The media is another focus. Often media precipitates the existing social order and reinforces prejudices that hamper communities’ ability to change their situation with regard to disasters. Attitude change among the media personnel that would reflect in a change in the way disasters are commonly reported throughout the region is another goal of the network. To achieve these, Duryog Nivaran will: Provide an opportunity for national and regional organizations in South Asia to strengthen their capacity and carry out effective disaster mitigation and development activities by sharing information, learning from each other’s experiences and providing support to each others’ activities. Make the case for the alternative perspective by analyzing existing interventions and demonstrating, through research and action, other approaches that challenge the existing paradigm Carry out specific activities to influence decision makers in government, donor and non-government agencies.


 Duryog Nivaran activities are organized on the following themes.

Understanding linkages with society

If disasters are considered as a normal part of the overall development of society, it is necessary to understand how natural hazards and conflicts are linked to different aspects of this society. Issues of development, livelihood and gender are the main areas of concern.

Myths of science and technology

The dominant perspective of treating disasters as isolated events stems from ‘scientific knowledge’ as analysis for disaster causes.Duryog Nivaran hopes to research and demonstrate the limitation of natural sciences-based framework and the importance of other knowledge, especially that which comes from indigenous sources.


Lack of accountability among those who are engaged in disaster management activities have only served to increase communities’ vulnerability and their inability to cope with future disasters. This is true for formal institutions as well as field-level players and grassroots organizations. Duryog Nivaran advocated participatory strategies as a key aspect.

Regional cooperation 

Cooperation between countries in South Asia for better preparedness and management of flood, cyclone,earthquake and conflict, is essential. The network hopes to bridge some of the knowledge and activity gaps that have arisen due to non-cooperation.


Understanding vulnerability and capacity 

Strengthening the capacity of disaster-affected people is considered a key element in the disaster mitigation strategy advocated through Duryog Nivaran. There is a need to investigate methodologies and indicators used at present and develop new indicators for better capacity building.

Risk and Livelihoods 

 Millions of people in the developing countries ‘live with hazards’, drought, floods and the like. Risk management is part and parcel of their daily livelihoods. This is reflected in the livelihood patterns, crop calendars, type of housing, festivities, in social dynamics, in belief systems.There are various internal coping mechanisms to manage risk inbuilt into the livelihoods. Preparedness based disaster management/alternative perspective needs to be based on the existing knowledge and systems.

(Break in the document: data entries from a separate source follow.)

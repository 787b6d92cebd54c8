//! Word list loading utilities
//!
//! Provides functions to load word lists from files or use the embedded list.

use super::DICTIONARY;
use crate::core::Word;
use std::fs;
use std::io;
use std::path::{Path, PathBuf};
use tracing::{debug, warn};

/// Where the dictionary comes from
#[derive(Debug, Clone, PartialEq, Eq)]
pub enum Wordlist {
    /// The list compiled into the binary
    Embedded,
    /// One word per line in a text file
    File(PathBuf),
}

impl Wordlist {
    /// Interpret a `--wordlist` argument: `embedded` or a path
    #[must_use]
    pub fn from_arg(arg: &str) -> Self {
        match arg {
            "embedded" => Self::Embedded,
            path => Self::File(PathBuf::from(path)),
        }
    }

    /// Load the words
    ///
    /// # Errors
    ///
    /// Returns an I/O error if a file source cannot be read.
    pub fn load(&self) -> io::Result<Vec<Word>> {
        let words = match self {
            Self::Embedded => words_from_slice(DICTIONARY),
            Self::File(path) => load_from_file(path)?,
        };
        debug!(source = ?self, words = words.len(), "dictionary loaded");
        Ok(words)
    }
}

/// Load words from a file
///
/// Returns a vector of valid Word instances, skipping blank lines, `#`
/// comments and invalid entries.
///
/// # Errors
///
/// Returns an I/O error if the file cannot be read or opened.
///
/// # Examples
/// ```no_run
/// use puzzle_helpers::wordlists::loader::load_from_file;
///
/// let words = load_from_file("data/words.txt").unwrap();
/// println!("Loaded {} words", words.len());
/// ```
pub fn load_from_file<P: AsRef<Path>>(path: P) -> io::Result<Vec<Word>> {
    let content = fs::read_to_string(&path)?;
    Ok(parse_words(&content, path.as_ref()))
}

fn parse_words(content: &str, origin: &Path) -> Vec<Word> {
    let mut skipped = 0usize;
    let words = content
        .lines()
        .map(str::trim)
        .filter(|line| !line.is_empty() && !line.starts_with('#'))
        .filter_map(|line| {
            Word::new(line)
                .inspect_err(|_| skipped += 1)
                .ok()
        })
        .collect();

    if skipped > 0 {
        warn!(path = %origin.display(), skipped, "skipped invalid dictionary entries");
    }
    words
}

/// Convert embedded string slice to Word vector
///
/// # Examples
/// ```
/// use puzzle_helpers::wordlists::loader::words_from_slice;
/// use puzzle_helpers::wordlists::DICTIONARY;
///
/// let words = words_from_slice(DICTIONARY);
/// assert_eq!(words.len(), DICTIONARY.len());
/// ```
#[must_use]
pub fn words_from_slice(slice: &[&str]) -> Vec<Word> {
    slice.iter().filter_map(|&s| Word::new(s).ok()).collect()
}

#[cfg(test)]
mod tests {
    use super::*;

    #[test]
    fn words_from_slice_converts_valid_words() {
        let words = words_from_slice(&["spilt", "chant", "brute"]);

        assert_eq!(words.len(), 3);
        assert_eq!(words[0].text(), "spilt");
        assert_eq!(words[2].text(), "brute");
    }

    #[test]
    fn words_from_slice_skips_invalid() {
        let words = words_from_slice(&["spilt", "toolong", "abc", "chant"]);

        assert_eq!(words.len(), 2);
        assert_eq!(words[0].text(), "spilt");
        assert_eq!(words[1].text(), "chant");
    }

    #[test]
    fn parse_words_ignores_comments_and_blanks() {
        let content = "# five letter words\nspilt\n\n  CHANT \nnope\nbrute\n";
        let words = parse_words(content, Path::new("inline"));
        let texts: Vec<&str> = words.iter().map(Word::text).collect();
        assert_eq!(texts, ["spilt", "chant", "brute"]);
    }

    #[test]
    fn wordlist_from_arg() {
        assert_eq!(Wordlist::from_arg("embedded"), Wordlist::Embedded);
        assert_eq!(
            Wordlist::from_arg("my/words.txt"),
            Wordlist::File(PathBuf::from("my/words.txt"))
        );
    }

    #[test]
    fn embedded_wordlist_loads_everything() {
        let words = Wordlist::Embedded.load().unwrap();
        assert_eq!(words.len(), DICTIONARY.len());
    }

    #[test]
    fn missing_file_is_an_error() {
        let source = Wordlist::File(PathBuf::from("/definitely/not/here.txt"));
        assert!(source.load().is_err());
    }
}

Research to identify the relationships between disaster risk and livelihoods, coping mechanisms,ways and means of strengthening the livelihood options, and demonstrating the identified options are carried out under this theme. The dominant perspective of treating disasters as isolatedevents stems from ‘scientific knowledge’ as analysis for disaster causes.Duryog Nivaran hopes to research and demonstrate the limitation of the naturalsciences-based framework and the importance of other knowledge, especially that which comes from indigenous sources.